The COVID-19 pandemic adversely affected our gross profit and earnings during the latter half of fiscal 2020 and into fiscal 2021. During the latter part of fiscal 2021, we saw pawn transaction activity start to rebuild. That has continued to date, and our pawn loans outstanding ("PLO") balances now exceed pre-pandemic levels, which will drive accelerating pawn service charges ("PSC") revenue in the coming quarters given the natural lag between pawn originations and related fees. Despite the recovery in pawn transaction activity, the continuing pandemic, driven by the proliferation of various COVID-19 variants, continues to affect portions of our business, such as managing appropriate staffing at the store level. Our estimates, judgments and assumptions related to COVID-19 could vary over time, and there can be no assurance that the continuing pandemic will not have an adverse effect on our results of operations, financial position and cash flows in future periods.

Share Repurchase Program

On May 3, 2022, the Company's Board of Directors approved a new share repurchase program, which will replace the previous program that was suspended in March 2020. Under the new program, the Company is authorized to repurchase up to $50 million of its outstanding Class A Non-Voting common share over the next three years. Refer to "Liquidity and Capital Resources — Sources and Uses of Cash" below.

Investment in Cash Converters International

On March 10, 2022, we purchased an additional 5.5 million shares of Cash Converters for $1.0 million.

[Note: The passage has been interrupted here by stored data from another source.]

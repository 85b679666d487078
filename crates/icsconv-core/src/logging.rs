use std::env;
use std::fs;
use std::io;
use std::path::{Path, PathBuf};
use std::sync::OnceLock;

use thiserror::Error;
use tracing::{Subscriber, info};
use tracing_appender::non_blocking::WorkerGuard;
use tracing_subscriber::EnvFilter;
use tracing_subscriber::filter::ParseError;
use tracing_subscriber::fmt::time::{LocalTime, UtcTime};
use tracing_subscriber::layer::{Layer, SubscriberExt};
use tracing_subscriber::registry::LookupSpan;
use tracing_subscriber::util::SubscriberInitExt;

use crate::config::config_directory;

const LOG_FILE_NAME: &str = "icsconv.log";
const LOG_ENV_VAR: &str = "ICSCONV_LOG";

/// Controls where structured logs are published.
#[derive(Debug, Clone, Copy, PartialEq, Eq)]
pub enum LoggingDestination {
    /// JSON lines to the persistent log file plus readable lines on stderr.
    FileAndStderr,
    /// JSON lines to the persistent log file only.
    FileOnly,
    /// Readable lines on stderr only (tests or read-only environments).
    StderrOnly,
}

#[derive(Debug)]
struct LoggingGuards {
    _guard: Option<WorkerGuard>,
    log_path: Option<PathBuf>,
}

static LOGGING_STATE: OnceLock<LoggingGuards> = OnceLock::new();

/// Errors that can arise while standing up structured logging.
#[derive(Debug, Error)]
pub enum LoggingError {
    #[error("failed to prepare log directory: {0}")]
    Io(#[from] io::Error),
    #[error("invalid logging filter: {0}")]
    Filter(#[from] ParseError),
    #[error("failed to install logging subscriber: {0}")]
    Subscriber(#[from] tracing_subscriber::util::TryInitError),
}

/// Install the global structured logging subscriber.
///
/// `default_level` applies when neither `ICSCONV_LOG` nor `RUST_LOG` is set.
/// The first call wins; later calls return the log file chosen by the first.
pub fn init_logging(
    destination: LoggingDestination,
    default_level: &str,
) -> Result<Option<&'static PathBuf>, LoggingError> {
    if LOGGING_STATE.get().is_none() {
        let guards = install_logging(destination, default_level)?;
        if let Err(guards) = LOGGING_STATE.set(guards) {
            drop(guards);
        }
    }

    Ok(current_log_path())
}

/// Returns the log file path selected during logging initialization (if any).
pub fn current_log_path() -> Option<&'static PathBuf> {
    LOGGING_STATE
        .get()
        .and_then(|guards| guards.log_path.as_ref())
}

fn install_logging(
    destination: LoggingDestination,
    default_level: &str,
) -> Result<LoggingGuards, LoggingError> {
    let filter = build_filter(default_level)?;

    let (file_layer, guard, log_path) = match destination {
        LoggingDestination::StderrOnly => (None, None, None),
        LoggingDestination::FileAndStderr | LoggingDestination::FileOnly => {
            let dir = config_directory().join("logs");
            let (layer, guard) = json_file_layer(&dir)?;
            (Some(layer), Some(guard), Some(dir.join(LOG_FILE_NAME)))
        }
    };

    let stderr_layer = (destination != LoggingDestination::FileOnly).then(|| {
        tracing_subscriber::fmt::layer()
            .event_format(
                tracing_subscriber::fmt::format()
                    .with_timer(LocalTime::rfc_3339())
                    .with_level(true)
                    .with_target(false)
                    .with_ansi(false),
            )
            .with_writer(io::stderr)
            .with_ansi(false)
    });

    tracing_subscriber::registry()
        .with(filter)
        .with(file_layer)
        .with(stderr_layer)
        .try_init()?;

    if let Some(path) = log_path.as_ref() {
        info!(path = %path.display(), "Structured logging enabled");
    }

    Ok(LoggingGuards {
        _guard: guard,
        log_path,
    })
}

type BoxedLayer<S> = Box<dyn Layer<S> + Send + Sync>;

fn json_file_layer<S>(dir: &Path) -> Result<(BoxedLayer<S>, WorkerGuard), io::Error>
where
    S: Subscriber + for<'span> LookupSpan<'span> + 'static,
{
    fs::create_dir_all(dir)?;
    let file_appender = tracing_appender::rolling::never(dir, LOG_FILE_NAME);
    let (writer, guard) = tracing_appender::non_blocking(file_appender);
    let layer = tracing_subscriber::fmt::layer()
        .event_format(
            tracing_subscriber::fmt::format()
                .json()
                .with_timer(UtcTime::rfc_3339())
                .with_level(true)
                .with_target(true)
                .with_file(true)
                .with_line_number(true),
        )
        .with_writer(writer)
        .with_ansi(false)
        .boxed();
    Ok((layer, guard))
}

fn build_filter(default_level: &str) -> Result<EnvFilter, ParseError> {
    if let Ok(spec) = env::var(LOG_ENV_VAR) {
        if !spec.trim().is_empty() {
            return EnvFilter::try_new(spec);
        }
    }

    match EnvFilter::try_from_default_env() {
        Ok(filter) => Ok(filter),
        Err(_) => EnvFilter::try_new(default_level),
    }
}
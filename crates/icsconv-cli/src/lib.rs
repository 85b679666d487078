//! Command-line front end for `icsconv`.

pub mod cli_args;

use std::path::{Path, PathBuf};

use anyhow::{Context, Result, bail};
use cli_args::{Cli, Command, ConvertArgs, TableCommand};
use icsconv_core::config::{load_config_from, save_config_to};
use icsconv_core::logging::{LoggingDestination, init_logging};
use icsconv_core::{
    FileConfig, LookupTables, TableKind, apply_runtime_overrides, config_path, resolve_tables,
    run_conversion,
};

/// Run a parsed command line.
pub fn run(cli: Cli) -> Result<()> {
    let level = if cli.verbose { "debug" } else { "info" };
    if let Err(err) = init_logging(LoggingDestination::FileAndStderr, level) {
        eprintln!("Warning: file logging unavailable ({err}); logging to stderr only.");
        let _ = init_logging(LoggingDestination::StderrOnly, level);
    }

    let config_file = cli.config.clone().unwrap_or_else(config_path);
    match cli.command {
        Some(Command::Table(cmd)) => {
            if !cli.convert.is_empty() {
                bail!("Conversion flags cannot be combined with table management commands.");
            }
            handle_table_command(cmd, config_file)
        }
        None => run_convert(&cli.convert, config_file),
    }
}

fn load_file_config(config_file: &Path) -> FileConfig {
    let load = load_config_from(config_file);
    for warning in load.warnings {
        eprintln!("Warning: {warning}");
    }
    load.config
}

fn run_convert(args: &ConvertArgs, config_file: PathBuf) -> Result<()> {
    let file_config = load_file_config(&config_file);
    let overrides = args.to_runtime_overrides();
    let conversion =
        apply_runtime_overrides(&file_config, &overrides).map_err(anyhow::Error::msg)?;

    let tables = resolve_tables(&conversion, &file_config.tables)?;
    let summary = run_conversion(&conversion, &tables)?;

    let report = format!(
        "Converted {} rows into {} events ({} merged, {} exam continuations)",
        summary.rows_read, summary.events_written, summary.rows_merged, summary.exams_continued
    );
    match summary.output {
        Some(path) => println!("{report}; wrote {}", path.display()),
        None => eprintln!("{report}"),
    }
    Ok(())
}

fn handle_table_command(command: TableCommand, config_file: PathBuf) -> Result<()> {
    let mut config = load_file_config(&config_file);

    match command {
        TableCommand::List(args) => {
            let kinds: Vec<TableKind> = match args.table {
                Some(table) => vec![table.into()],
                None => vec![TableKind::Abbreviation, TableKind::Location],
            };
            print_tables(&config.tables, &kinds);
            Ok(())
        }
        TableCommand::Set(args) => {
            let key = args.key.trim();
            if key.is_empty() {
                bail!("Table keys cannot be blank.");
            }
            let kind = TableKind::from(args.table);
            let previous = config
                .tables
                .table_mut(kind)
                .insert(key.to_string(), args.value.clone());
            save(&config_file, &config)?;
            match previous {
                Some(old) => println!(
                    "Updated {} entry '{}': '{}' -> '{}'",
                    kind.label(),
                    key,
                    old,
                    args.value
                ),
                None => println!("Added {} entry '{}' = '{}'", kind.label(), key, args.value),
            }
            Ok(())
        }
        TableCommand::Remove(args) => {
            let kind = TableKind::from(args.table);
            if config.tables.table_mut(kind).remove(&args.key).is_none() {
                bail!("No {} entry named '{}'.", kind.label(), args.key);
            }
            save(&config_file, &config)?;
            println!("Removed {} entry '{}'", kind.label(), args.key);
            Ok(())
        }
    }
}

fn print_tables(tables: &LookupTables, kinds: &[TableKind]) {
    for kind in kinds {
        let table = tables.table(*kind);
        println!("[{}]", kind.label());
        if table.is_empty() {
            println!("  (empty)");
        }
        for (key, value) in table {
            println!("  {key} = {value}");
        }
    }
}

fn save(config_file: &Path, config: &FileConfig) -> Result<()> {
    save_config_to(config_file, config)
        .with_context(|| format!("Failed to save {}", config_file.display()))
}
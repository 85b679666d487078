//! Row-by-row merge of consecutive source rows into output events.
//!
//! A row either extends the most recently emitted event or starts a new one.
//! The decision depends on a key carried from earlier rows, so input order is
//! part of the contract.

use tracing::debug;

use crate::classify::{classify_subject, matches_standard};
use crate::event::{OutputEvent, RawEvent};
use crate::format::render;
use crate::lookup::LookupTables;

/// What happened to a single source row.
#[derive(Debug, Clone, Copy, PartialEq, Eq)]
pub enum RowOutcome {
    /// Identical subject to the carried key; the last event was extended.
    Merged,
    /// Same exam under another course or lecture code; the last event was extended.
    ExamContinued,
    /// A new output event was appended.
    Emitted,
}

/// Carries merge state across the rows of one conversion run.
#[derive(Debug)]
pub struct Merger<'a> {
    tables: &'a LookupTables,
    last_subject_key: Option<String>,
    events: Vec<OutputEvent>,
    merged_rows: usize,
}

impl<'a> Merger<'a> {
    pub fn new(tables: &'a LookupTables) -> Self {
        Self {
            tables,
            last_subject_key: None,
            events: Vec::new(),
            merged_rows: 0,
        }
    }

    pub fn push(&mut self, raw: &RawEvent) -> RowOutcome {
        if let (Some(key), Some(last)) = (self.last_subject_key.as_deref(), self.events.last_mut())
        {
            if key == raw.subject {
                last.extend_to(raw);
                self.merged_rows += 1;
                debug!(subject = %raw.subject, end_date = %raw.end_date, end_time = %raw.end_time, "Merged row");
                return RowOutcome::Merged;
            }
            // Heuristic: a short exam name can also match an unrelated longer one.
            if !key.is_empty() && raw.subject.contains(key) && matches_standard(&raw.subject) {
                last.extend_to(raw);
                self.merged_rows += 1;
                debug!(subject = %raw.subject, key, "Continued exam across lecture codes");
                return RowOutcome::ExamContinued;
            }
        }

        let classified = classify_subject(&raw.subject);
        if let Some(key) = classified.merge_key(&raw.subject) {
            self.last_subject_key = Some(key);
        }
        let rendered = render(&classified, self.tables);
        debug!(subject = %raw.subject, rendered = %rendered.subject, "Emitted event");

        self.events.push(OutputEvent {
            subject: rendered.subject,
            start_date: raw.start_date.clone(),
            start_time: raw.start_time.clone(),
            end_date: raw.end_date.clone(),
            end_time: raw.end_time.clone(),
            all_day: raw.all_day,
            description: rendered.description,
            location: rendered.location,
        });
        RowOutcome::Emitted
    }

    pub fn last_subject_key(&self) -> Option<&str> {
        self.last_subject_key.as_deref()
    }

    pub fn events(&self) -> &[OutputEvent] {
        &self.events
    }

    pub fn merged_rows(&self) -> usize {
        self.merged_rows
    }

    pub fn finish(self) -> Vec<OutputEvent> {
        self.events
    }
}

/// Convert a full sequence of source rows.
pub fn convert(rows: &[RawEvent], tables: &LookupTables) -> Vec<OutputEvent> {
    let mut merger = Merger::new(tables);
    for row in rows {
        merger.push(row);
    }
    merger.finish()
}

#[cfg(test)]
mod tests {
    use super::*;

    fn row(subject: &str, start: &str, end: &str) -> RawEvent {
        RawEvent {
            subject: subject.to_string(),
            start_date: "2024/2/26".to_string(),
            start_time: start.to_string(),
            end_date: "2024/2/26".to_string(),
            end_time: end.to_string(),
            all_day: false,
        }
    }

    #[test]
    fn test_identical_pbl_rows_merge() {
        let tables = LookupTables::builtin();
        let mut merger = Merger::new(&tables);
        assert_eq!(merger.push(&row("PBL-Diabetes Case-2", "08:10", "09:00")), RowOutcome::Emitted);
        assert_eq!(merger.last_subject_key(), Some("PBL-Diabetes Case-2"));
        assert_eq!(merger.push(&row("PBL-Diabetes Case-2", "09:10", "10:00")), RowOutcome::Merged);

        let events = merger.finish();
        assert_eq!(events.len(), 1);
        assert_eq!(events[0].subject, "[PBL] Diabetes Case - 2");
        assert_eq!(events[0].start_time, "08:10");
        assert_eq!(events[0].end_time, "10:00");
    }

    #[test]
    fn test_merge_takes_end_date_of_later_row() {
        let tables = LookupTables::builtin();
        let first = row("Winter break", "00:00", "23:59");
        let mut second = row("Winter break", "00:00", "12:00");
        second.end_date = "2024/2/28".to_string();

        let events = convert(&[first, second], &tables);
        assert_eq!(events.len(), 1);
        assert_eq!(events[0].end_date, "2024/2/28");
        assert_eq!(events[0].end_time, "12:00");
        assert_eq!(events[0].start_date, "2024/2/26");
    }

    #[test]
    fn test_exam_continues_across_lecture_codes() {
        let tables = LookupTables::builtin();
        let mut merger = Merger::new(&tables);
        merger.push(&row("[Course X]:L1, Final 考試,-", "08:10", "09:00"));
        assert_eq!(merger.last_subject_key(), Some("Final 考試"));
        assert_eq!(
            merger.push(&row("[Course Y]:L2, Final 考試,-", "09:10", "10:00")),
            RowOutcome::ExamContinued
        );

        let events = merger.finish();
        assert_eq!(events.len(), 1);
        assert_eq!(events[0].subject, "[!考試!] Final 考試");
        assert_eq!(events[0].end_time, "10:00");
    }

    #[test]
    fn test_exam_key_does_not_absorb_non_standard_rows() {
        let tables = LookupTables::builtin();
        let events = convert(
            &[
                row("[Course X]:L1, Final 考試,Dr. Z", "08:10", "09:00"),
                row("Review of Final 考試", "09:10", "10:00"),
            ],
            &tables,
        );
        assert_eq!(events.len(), 2);
        assert_eq!(events[1].subject, "Review of Final 考試");
    }

    #[test]
    fn test_lectures_never_merge() {
        let tables = LookupTables::builtin();
        let lecture = "[Neurology]:NEU-1, Stroke,Dr. Lin";
        let events = convert(
            &[row(lecture, "08:10", "09:00"), row(lecture, "09:10", "10:00")],
            &tables,
        );
        assert_eq!(events.len(), 2);
        assert_eq!(events[0].subject, "[神經] Stroke (Dr. Lin)");
        assert_eq!(events[0].location, "綜二教室");
    }

    #[test]
    fn test_key_survives_rows_that_do_not_set_one() {
        let tables = LookupTables::builtin();
        let mut merger = Merger::new(&tables);
        merger.push(&row("基礎臨床技能訓練課程", "08:00", "10:00"));
        merger.push(&row("[選修]藥理學實驗", "10:10", "12:00"));
        assert_eq!(merger.last_subject_key(), Some("基礎臨床技能訓練課程"));
        assert_eq!(merger.events().len(), 2);
    }

    #[test]
    fn test_other_rows_merge_and_render_verbatim() {
        let tables = LookupTables::builtin();
        let events = convert(
            &[
                row("Hospital orientation", "08:00", "10:00"),
                row("Hospital orientation", "10:00", "12:00"),
                row("一對一訪談", "13:00", "14:00"),
            ],
            &tables,
        );
        assert_eq!(events.len(), 2);
        assert_eq!(events[0].subject, "Hospital orientation");
        assert_eq!(events[0].end_time, "12:00");
        assert!(events[0].location.is_empty());
        assert!(events[0].description.is_empty());
        assert_eq!(events[1].subject, "[PBL] 一對一訪談");
    }

    #[test]
    fn test_output_never_longer_than_input() {
        let tables = LookupTables::builtin();
        let subjects = [
            "PBL-A-1",
            "PBL-A-1",
            "[X]:1, Mid 考,-",
            "[Y]:2, Mid 考,-",
            "[Z]:3, Topic,-",
            "一對一訪談",
            "一對一訪談",
            "[选修]Art",
            "",
            "",
        ];
        let rows: Vec<RawEvent> = subjects.iter().map(|s| row(s, "08:00", "09:00")).collect();
        let events = convert(&rows, &tables);
        assert!(events.len() <= rows.len());
        assert_eq!(events.len(), 7);
    }

    #[test]
    fn test_empty_input() {
        let tables = LookupTables::default();
        assert!(convert(&[], &tables).is_empty());
    }
}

This purchase increased our total ownership in Cash Converters to 242,239,157 shares, representing a 38.60% ownership interest. On April 5, 2022, we acquired an additional 13 million shares for $2.5 million, bringing our total ownership to 255,239,157 shares, representing an ownership interest of 40.67%. Additionally, on April 14, 2022, we received a cash dividend of $1.8 million from Cash Converters.

Results of Operations

Non-GAAP Constant Currency and Same Store Financial Information

To supplement our condensed consolidated financial statements, which are prepared and presented in accordance with GAAP, we provide certain other non-GAAP financial information on a constant currency basis ("constant currency") and "same store" basis. We use constant currency results to evaluate our Latin America Pawn operations, which are denominated primarily in Mexican pesos, Guatemalan quetzales and other Latin American currencies. We analyze results on a same store basis (which is defined as stores open during the entirety of the comparable periods) to better understand existing store performance without the influence of increases or decreases resulting solely from changes in store count. We believe presentation of constant currency and same store results is meaningful and useful in understanding the activities and business metrics of our Latin America Pawn operations and reflect an additional way of viewing aspects of our business that, when viewed with GAAP results, provide a better understanding and evaluation of factors and trends affecting our business. We provide non-GAAP financial information for informational purposes and to enhance understanding of our GAAP consolidated financial statements. We use this non-GAAP financial information to evaluate and compare operating results across accounting periods. Readers should consider the information in addition to, but not rather than or superior to, our financial statements prepared in accordance with GAAP. This non-GAAP financial information may be determined or calculated differently by other companies, limiting the usefulness of those measures for comparative purposes.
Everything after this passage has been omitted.